É evidente que “Moulin Rouge” tem uma estética que o suporta. Baz Luhrmann, goste-se ou não, sabe o que faz. A ideia dele é criar um espectáculo, tal como o escritor e poeta protagonista desta trágica história de amor cria um “Espectáculo, Espectáculo!” para o novo palco do “Moulin Rouge”. Um espectáculo que se assume como um óbvio “pot-pourri” de canções que ressalta aos olhos de qualquer espectador, mas igualmente um “pot-pourri” de imagens e influências cinematográficas sacadas daqui e dali, do musical americano da época de ouro (“Um Americano em Paris”, “Serenata à Chuva” e tantos outros), de Bob Fosse (“Cabaret” ou “All That Jazz”), mas também do “Moulin Rouge”, de Huston, ou de “French Can Can”, de Jean Renoir.

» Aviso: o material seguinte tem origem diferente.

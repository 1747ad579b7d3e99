//! The catalog client: cached, rate-limited, retried access to a book
//! catalog backend.
//!
//! ```text
//! search/get_details
//!   -> TTL cache (hit returns immediately)
//!   -> loading state: begin (finished on drop if cancelled)
//!   -> fetch: rate limiter -> timeout(transport) -> retry with backoff
//!   -> BookSource normalization
//!   -> cache insert, loading state: finish
//! ```

use std::collections::HashMap;
use std::fmt;
use std::str::FromStr;
use std::sync::Arc;
use std::time::Duration;

use serde::{Deserialize, Serialize};
use serde_json::Value;
use tracing::{debug, info, warn};

use super::cache::{CacheStats, TtlCache};
use super::error::{CatalogError, CatalogErrorKind};
use super::loading::{LoadingState, LoadingTracker, Operation};
use super::rate_limit::RateLimiter;
use super::retry::RetryPolicy;
use super::sources::{google_books, open_library, BookSource, GoogleBooks, OpenLibrary};
use super::transport::{HttpTransport, Request, Transport};
use crate::domain::{display_author, BookDetails, Book, Source};
use crate::events::Subscription;

pub const DEFAULT_PAGE_SIZE: u32 = 20;

/// Result ordering requested from the backend
#[derive(Debug, Clone, Copy, PartialEq, Eq, Hash, Default, Serialize, Deserialize)]
#[serde(rename_all = "lowercase")]
pub enum SortOrder {
    #[default]
    Relevance,
    Newest,
    Oldest,
    Rating,
}

impl SortOrder {
    pub fn as_str(&self) -> &'static str {
        match self {
            Self::Relevance => "relevance",
            Self::Newest => "newest",
            Self::Oldest => "oldest",
            Self::Rating => "rating",
        }
    }
}

impl fmt::Display for SortOrder {
    fn fmt(&self, f: &mut fmt::Formatter<'_>) -> fmt::Result {
        f.write_str(self.as_str())
    }
}

impl FromStr for SortOrder {
    type Err = String;

    fn from_str(s: &str) -> Result<Self, Self::Err> {
        match s {
            "relevance" => Ok(Self::Relevance),
            "newest" => Ok(Self::Newest),
            "oldest" => Ok(Self::Oldest),
            "rating" => Ok(Self::Rating),
            other => Err(format!("unknown sort order: {}", other)),
        }
    }
}

/// Paging, ordering and backend selection for a search
#[derive(Debug, Clone, PartialEq)]
pub struct SearchOptions {
    /// 1-based page number
    pub page: u32,
    pub limit: u32,
    pub sort: SortOrder,
    /// Backend to query; the client's default when `None`
    pub source: Option<Source>,
}

impl Default for SearchOptions {
    fn default() -> Self {
        Self {
            page: 1,
            limit: DEFAULT_PAGE_SIZE,
            sort: SortOrder::default(),
            source: None,
        }
    }
}

impl SearchOptions {
    pub fn with_source(mut self, source: Source) -> Self {
        self.source = Some(source);
        self
    }

    pub fn with_page(mut self, page: u32) -> Self {
        self.page = page;
        self
    }

    pub fn with_limit(mut self, limit: u32) -> Self {
        self.limit = limit;
        self
    }

    pub fn with_sort(mut self, sort: SortOrder) -> Self {
        self.sort = sort;
        self
    }
}

/// One page of normalized search results
#[derive(Debug, Clone, PartialEq, Serialize, Deserialize)]
#[serde(rename_all = "camelCase")]
pub struct SearchResults {
    pub books: Vec<Book>,
    pub total: u64,
    pub page: u32,
    pub total_pages: u32,
    pub has_more: bool,
}

impl SearchResults {
    fn empty(page: u32) -> Self {
        Self {
            books: Vec::new(),
            total: 0,
            page,
            total_pages: 0,
            has_more: false,
        }
    }

    fn paginate(books: Vec<Book>, total: u64, page: u32, limit: u32) -> Self {
        let total_pages = total.div_ceil(u64::from(limit.max(1)));
        let total_pages = u32::try_from(total_pages).unwrap_or(u32::MAX);
        Self {
            books,
            total,
            page,
            total_pages,
            has_more: page < total_pages,
        }
    }
}

/// Tunables for [`CatalogClient`]
#[derive(Debug, Clone, PartialEq)]
pub struct CatalogSettings {
    pub default_source: Source,
    pub cache_ttl: Duration,
    pub rate_limit_requests: u32,
    pub rate_limit_window: Duration,
    pub timeout: Duration,
    pub retry: RetryPolicy,
    pub open_library_url: String,
    pub google_books_url: String,
    pub google_api_key: Option<String>,
}

impl Default for CatalogSettings {
    fn default() -> Self {
        Self {
            default_source: Source::OpenLibrary,
            cache_ttl: Duration::from_secs(300),
            rate_limit_requests: 10,
            rate_limit_window: Duration::from_millis(1000),
            timeout: Duration::from_secs(10),
            retry: RetryPolicy::with_retries(3),
            open_library_url: open_library::DEFAULT_BASE_URL.to_string(),
            google_books_url: google_books::DEFAULT_BASE_URL.to_string(),
            google_api_key: None,
        }
    }
}

/// Client for the remote book catalogs
pub struct CatalogClient {
    transport: Arc<dyn Transport>,
    sources: HashMap<Source, Arc<dyn BookSource>>,
    default_source: Source,
    search_cache: TtlCache<SearchResults>,
    details_cache: TtlCache<BookDetails>,
    limiter: RateLimiter,
    retry: RetryPolicy,
    timeout: Duration,
    loading: LoadingTracker,
}

impl CatalogClient {
    /// Client talking HTTP to the real backends
    pub fn new(settings: CatalogSettings) -> Self {
        Self::with_transport(settings, Arc::new(HttpTransport::new()))
    }

    pub fn with_transport(settings: CatalogSettings, transport: Arc<dyn Transport>) -> Self {
        let mut sources: HashMap<Source, Arc<dyn BookSource>> = HashMap::new();
        sources.insert(
            Source::OpenLibrary,
            Arc::new(OpenLibrary::new(settings.open_library_url.as_str())),
        );
        sources.insert(
            Source::GoogleBooks,
            Arc::new(GoogleBooks::new(
                settings.google_books_url.as_str(),
                settings.google_api_key.clone(),
            )),
        );

        Self {
            transport,
            sources,
            default_source: settings.default_source,
            search_cache: TtlCache::new(settings.cache_ttl),
            details_cache: TtlCache::new(settings.cache_ttl),
            limiter: RateLimiter::new(settings.rate_limit_requests, settings.rate_limit_window),
            retry: settings.retry,
            timeout: settings.timeout,
            loading: LoadingTracker::new(),
        }
    }

    /// Replace the backend registered for `source.source()`
    pub fn register_source(&mut self, source: Arc<dyn BookSource>) {
        self.sources.insert(source.source(), source);
    }

    pub fn default_source(&self) -> Source {
        self.default_source
    }

    /// Search the catalog
    pub async fn search(
        &self,
        query: &str,
        options: &SearchOptions,
    ) -> Result<SearchResults, CatalogError> {
        let query = query.trim();
        let page = options.page.max(1);
        let limit = options.limit.max(1);

        if query.is_empty() {
            return Ok(SearchResults::empty(page));
        }

        let source = options.source.unwrap_or(self.default_source);
        let backend = self.backend(source)?;
        // Page math and the cache key use the page size actually requested
        let limit = match backend.max_page_size() {
            Some(max) => limit.min(max),
            None => limit,
        };

        let key = format!(
            "search:{}:{}:{}:{}:{}",
            source, query, page, limit, options.sort
        );

        if let Some(cached) = self.search_cache.get(&key) {
            return Ok(cached);
        }

        let options = SearchOptions {
            page,
            limit,
            sort: options.sort,
            source: Some(source),
        };

        let loading = self.loading.begin(Operation::Search);
        let result = self.search_uncached(&**backend, query, &options).await;
        loading.finish(result.as_ref().err());

        let results = result?;
        info!(
            source = %source,
            query,
            total = results.total,
            returned = results.books.len(),
            "Catalog search"
        );
        self.search_cache.insert(key, results.clone());
        Ok(results)
    }

    async fn search_uncached(
        &self,
        backend: &dyn BookSource,
        query: &str,
        options: &SearchOptions,
    ) -> Result<SearchResults, CatalogError> {
        let body = self.fetch(&backend.search_request(query, options)).await?;
        let page = backend.parse_search(&body)?;

        Ok(SearchResults::paginate(
            page.books,
            page.total,
            options.page,
            options.limit,
        ))
    }

    /// Fetch the detail record for one book
    pub async fn get_details(
        &self,
        id: &str,
        source: Option<Source>,
    ) -> Result<BookDetails, CatalogError> {
        let source = source.unwrap_or(self.default_source);
        let key = format!("details:{}:{}", source, id);

        if let Some(cached) = self.details_cache.get(&key) {
            return Ok(cached);
        }

        let loading = self.loading.begin(Operation::BookDetails);
        let result = self.details_uncached(source, id).await;
        loading.finish(result.as_ref().err());

        let details = result?;
        self.details_cache.insert(key, details.clone());
        Ok(details)
    }

    async fn details_uncached(&self, source: Source, id: &str) -> Result<BookDetails, CatalogError> {
        if id.trim().is_empty() {
            return Err(CatalogError::new(CatalogErrorKind::NotFound));
        }

        let backend = self.backend(source)?;
        let body = self.fetch(&backend.details_request(id)).await?;
        let mut details = backend.parse_details(id, &body)?;

        let mut names = Vec::new();
        for request in backend.author_requests(&body) {
            match self.fetch(&request).await {
                Ok(author) => names.extend(backend.parse_author(&author)),
                Err(e) => warn!(url = %request.url, error = %e, "Author lookup failed, skipping"),
            }
        }

        if !names.is_empty() {
            details.book.author = display_author(&names);
            details.book.authors = names.clone();
            details.author_names = names;
        }

        Ok(details)
    }

    pub fn clear_cache(&self) {
        self.search_cache.clear();
        self.details_cache.clear();
        debug!("Catalog cache cleared");
    }

    pub fn cache_stats(&self) -> CacheStats {
        self.search_cache.stats().merge(self.details_cache.stats())
    }

    pub fn loading_state(&self) -> LoadingState {
        self.loading.snapshot()
    }

    pub fn subscribe_to_loading_state<F>(&self, listener: F) -> Subscription
    where
        F: Fn(&LoadingState) + Send + Sync + 'static,
    {
        self.loading.subscribe(listener)
    }

    fn backend(&self, source: Source) -> Result<&Arc<dyn BookSource>, CatalogError> {
        self.sources.get(&source).ok_or_else(|| {
            CatalogError::new(CatalogErrorKind::Unknown)
                .with_message(format!("No catalog backend registered for {}", source))
        })
    }

    /// One logical request: rate limited, bounded by the timeout, and
    /// retried with backoff unless the failure is final
    async fn fetch(&self, request: &Request) -> Result<Value, CatalogError> {
        let mut attempt = 0;

        loop {
            attempt += 1;
            self.limiter.acquire().await;

            let result = match tokio::time::timeout(self.timeout, self.transport.get_json(request)).await {
                Ok(result) => result,
                Err(_) => Err(CatalogError::timeout(self.timeout)),
            };

            match result {
                Ok(body) => return Ok(body),
                Err(e) if e.kind.is_retryable() && self.retry.should_retry(attempt) => {
                    let delay = self.retry.delay_for_attempt(attempt);
                    warn!(
                        url = %request.url,
                        attempt,
                        max_attempts = self.retry.max_attempts,
                        delay_ms = delay.as_millis() as u64,
                        error = %e,
                        "Catalog request failed, retrying"
                    );
                    tokio::time::sleep(delay).await;
                }
                Err(e) => {
                    debug!(url = %request.url, attempt, kind = ?e.kind, "Catalog request failed");
                    return Err(e);
                }
            }
        }
    }
}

A ideia evidente de Baz Luhrmann é erguer um espectáculo sobre Paris na viragem do século XIX para o século XX (espectáculo esse realizado na viragem de um novo século), sobre a vida boémia que rodeava o célebre “Moulin Rouge” de então, que Toulouse-Lautrec e outros (Satie, por exemplo) tornaram um ícone. Mas Baz Luhrmann não tenta enveredar por uma via realista de reconstituição histórica, mas sim esboçar de uma forma quase expressionista um mito através das referências lendárias que dele restam. Por isso o filme principia com os cortinados de um palco que se abrem, e encerra com os mesmos cortinados a fecharem e a concluírem a evocação da memória. Por isso a reconstituição de Paris-1900, ou dos espaços do cabaret, é feita em estúdio, na Austrália, de uma forma quase acintosa: Baz Luhrmann quer manifestamente que o espectador perceba que não está na realidade, mas numa outra realidade, a dos sonhos, dos mitos, das memórias evocadas. É um jogo que nos é proposto, um jogo onde se entra ou não. Quem não entra perde a jogada.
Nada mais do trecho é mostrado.